DIRECTIONS — Where in the data does the word "RawQuery" appear? Find those lines and copy them.

DATA SHOWN —
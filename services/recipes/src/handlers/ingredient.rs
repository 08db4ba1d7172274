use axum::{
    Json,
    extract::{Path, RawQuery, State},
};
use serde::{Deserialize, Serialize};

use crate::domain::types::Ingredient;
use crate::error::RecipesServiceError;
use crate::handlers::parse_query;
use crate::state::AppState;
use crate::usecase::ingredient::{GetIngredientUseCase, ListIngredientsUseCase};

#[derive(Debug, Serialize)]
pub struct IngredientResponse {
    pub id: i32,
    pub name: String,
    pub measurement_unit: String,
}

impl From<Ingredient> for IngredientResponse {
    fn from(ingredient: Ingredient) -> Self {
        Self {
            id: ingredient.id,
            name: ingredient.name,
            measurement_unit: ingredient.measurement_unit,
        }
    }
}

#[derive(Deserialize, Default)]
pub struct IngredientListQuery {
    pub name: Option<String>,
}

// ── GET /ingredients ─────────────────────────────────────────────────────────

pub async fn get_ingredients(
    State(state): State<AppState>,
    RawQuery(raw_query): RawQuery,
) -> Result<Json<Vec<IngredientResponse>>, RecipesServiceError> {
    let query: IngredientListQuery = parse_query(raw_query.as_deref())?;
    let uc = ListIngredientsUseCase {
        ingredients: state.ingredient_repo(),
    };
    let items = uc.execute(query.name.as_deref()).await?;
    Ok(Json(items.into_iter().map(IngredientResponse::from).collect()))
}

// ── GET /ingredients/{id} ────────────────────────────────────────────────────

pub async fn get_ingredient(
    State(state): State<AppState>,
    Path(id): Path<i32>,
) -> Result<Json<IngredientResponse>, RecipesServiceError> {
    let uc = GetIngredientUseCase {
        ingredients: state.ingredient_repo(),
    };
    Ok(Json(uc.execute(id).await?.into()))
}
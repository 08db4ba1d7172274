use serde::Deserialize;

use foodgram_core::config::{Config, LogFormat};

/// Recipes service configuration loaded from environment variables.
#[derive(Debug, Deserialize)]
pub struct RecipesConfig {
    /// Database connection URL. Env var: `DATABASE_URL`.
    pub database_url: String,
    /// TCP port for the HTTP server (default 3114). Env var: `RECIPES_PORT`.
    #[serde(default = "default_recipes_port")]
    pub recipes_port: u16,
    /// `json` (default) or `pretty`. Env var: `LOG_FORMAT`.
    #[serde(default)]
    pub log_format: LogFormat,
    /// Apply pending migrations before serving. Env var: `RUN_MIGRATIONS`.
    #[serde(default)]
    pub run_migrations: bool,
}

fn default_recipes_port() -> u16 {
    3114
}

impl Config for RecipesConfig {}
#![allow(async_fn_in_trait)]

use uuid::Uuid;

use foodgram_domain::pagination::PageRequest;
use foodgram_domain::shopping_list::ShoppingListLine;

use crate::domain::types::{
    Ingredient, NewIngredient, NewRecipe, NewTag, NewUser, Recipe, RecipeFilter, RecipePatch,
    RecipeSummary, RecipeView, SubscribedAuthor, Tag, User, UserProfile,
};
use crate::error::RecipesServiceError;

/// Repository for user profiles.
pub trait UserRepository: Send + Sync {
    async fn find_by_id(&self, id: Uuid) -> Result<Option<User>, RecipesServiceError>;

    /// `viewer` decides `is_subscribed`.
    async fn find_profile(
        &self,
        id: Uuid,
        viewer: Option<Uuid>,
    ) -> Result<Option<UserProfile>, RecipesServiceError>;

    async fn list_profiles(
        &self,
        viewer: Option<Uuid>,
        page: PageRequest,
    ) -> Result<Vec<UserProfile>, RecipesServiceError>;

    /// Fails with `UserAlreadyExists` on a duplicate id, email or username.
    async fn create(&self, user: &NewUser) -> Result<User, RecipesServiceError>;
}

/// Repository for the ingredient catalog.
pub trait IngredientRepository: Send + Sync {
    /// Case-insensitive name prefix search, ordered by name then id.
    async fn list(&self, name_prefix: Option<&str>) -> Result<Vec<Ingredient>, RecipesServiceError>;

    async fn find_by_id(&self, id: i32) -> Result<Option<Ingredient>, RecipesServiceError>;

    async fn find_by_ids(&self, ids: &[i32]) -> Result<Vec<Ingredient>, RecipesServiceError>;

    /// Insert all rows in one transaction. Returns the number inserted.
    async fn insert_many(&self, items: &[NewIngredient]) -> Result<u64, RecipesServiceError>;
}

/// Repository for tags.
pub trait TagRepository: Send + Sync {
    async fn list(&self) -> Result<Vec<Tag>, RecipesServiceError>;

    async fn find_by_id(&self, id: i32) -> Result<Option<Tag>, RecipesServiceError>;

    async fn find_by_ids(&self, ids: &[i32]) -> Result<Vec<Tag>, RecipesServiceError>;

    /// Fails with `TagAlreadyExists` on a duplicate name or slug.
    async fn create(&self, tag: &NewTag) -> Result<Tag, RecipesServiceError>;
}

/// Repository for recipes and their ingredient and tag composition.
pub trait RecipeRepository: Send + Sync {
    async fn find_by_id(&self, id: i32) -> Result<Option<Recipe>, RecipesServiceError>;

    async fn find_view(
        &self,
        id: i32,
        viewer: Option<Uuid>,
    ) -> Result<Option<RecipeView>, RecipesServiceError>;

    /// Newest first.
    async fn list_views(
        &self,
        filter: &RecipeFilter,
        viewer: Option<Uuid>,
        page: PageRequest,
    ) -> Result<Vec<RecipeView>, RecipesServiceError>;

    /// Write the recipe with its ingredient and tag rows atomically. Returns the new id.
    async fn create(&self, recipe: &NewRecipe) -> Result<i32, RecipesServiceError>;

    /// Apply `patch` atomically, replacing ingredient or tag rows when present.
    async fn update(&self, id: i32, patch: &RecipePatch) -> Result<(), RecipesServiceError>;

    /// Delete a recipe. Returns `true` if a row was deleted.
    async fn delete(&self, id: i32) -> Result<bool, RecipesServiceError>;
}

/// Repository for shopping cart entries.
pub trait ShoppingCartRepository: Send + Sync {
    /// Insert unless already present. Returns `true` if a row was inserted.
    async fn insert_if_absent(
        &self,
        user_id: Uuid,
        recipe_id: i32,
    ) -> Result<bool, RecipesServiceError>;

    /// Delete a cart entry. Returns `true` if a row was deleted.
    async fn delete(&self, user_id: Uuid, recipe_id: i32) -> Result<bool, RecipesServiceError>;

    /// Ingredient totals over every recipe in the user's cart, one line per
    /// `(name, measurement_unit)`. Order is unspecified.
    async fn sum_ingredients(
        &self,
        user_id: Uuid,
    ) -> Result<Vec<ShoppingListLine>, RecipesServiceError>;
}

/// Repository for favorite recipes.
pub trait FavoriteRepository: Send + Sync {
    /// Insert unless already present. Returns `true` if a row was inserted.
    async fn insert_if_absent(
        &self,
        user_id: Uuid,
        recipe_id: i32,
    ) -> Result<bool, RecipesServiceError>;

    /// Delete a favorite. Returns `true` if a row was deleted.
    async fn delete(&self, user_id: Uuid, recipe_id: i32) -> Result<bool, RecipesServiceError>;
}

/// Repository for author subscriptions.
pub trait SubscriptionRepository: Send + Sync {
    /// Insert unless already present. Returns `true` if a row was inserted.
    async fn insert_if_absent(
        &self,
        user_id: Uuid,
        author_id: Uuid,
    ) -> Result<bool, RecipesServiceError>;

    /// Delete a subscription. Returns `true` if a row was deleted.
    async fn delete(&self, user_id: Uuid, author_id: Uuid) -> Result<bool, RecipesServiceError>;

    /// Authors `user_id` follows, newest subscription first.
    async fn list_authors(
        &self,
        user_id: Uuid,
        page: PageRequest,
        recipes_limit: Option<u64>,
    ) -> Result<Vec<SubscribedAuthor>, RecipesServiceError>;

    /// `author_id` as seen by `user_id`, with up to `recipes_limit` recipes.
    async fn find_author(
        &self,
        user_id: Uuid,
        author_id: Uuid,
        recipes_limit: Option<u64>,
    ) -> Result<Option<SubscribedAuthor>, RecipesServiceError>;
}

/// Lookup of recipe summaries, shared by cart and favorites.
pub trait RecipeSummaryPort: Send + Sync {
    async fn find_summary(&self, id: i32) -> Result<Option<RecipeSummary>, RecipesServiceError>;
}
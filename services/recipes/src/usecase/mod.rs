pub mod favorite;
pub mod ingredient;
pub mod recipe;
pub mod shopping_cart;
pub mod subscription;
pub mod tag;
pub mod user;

OUTPUT —
    extract::{Path, RawQuery, State},
    RawQuery(raw_query): RawQuery,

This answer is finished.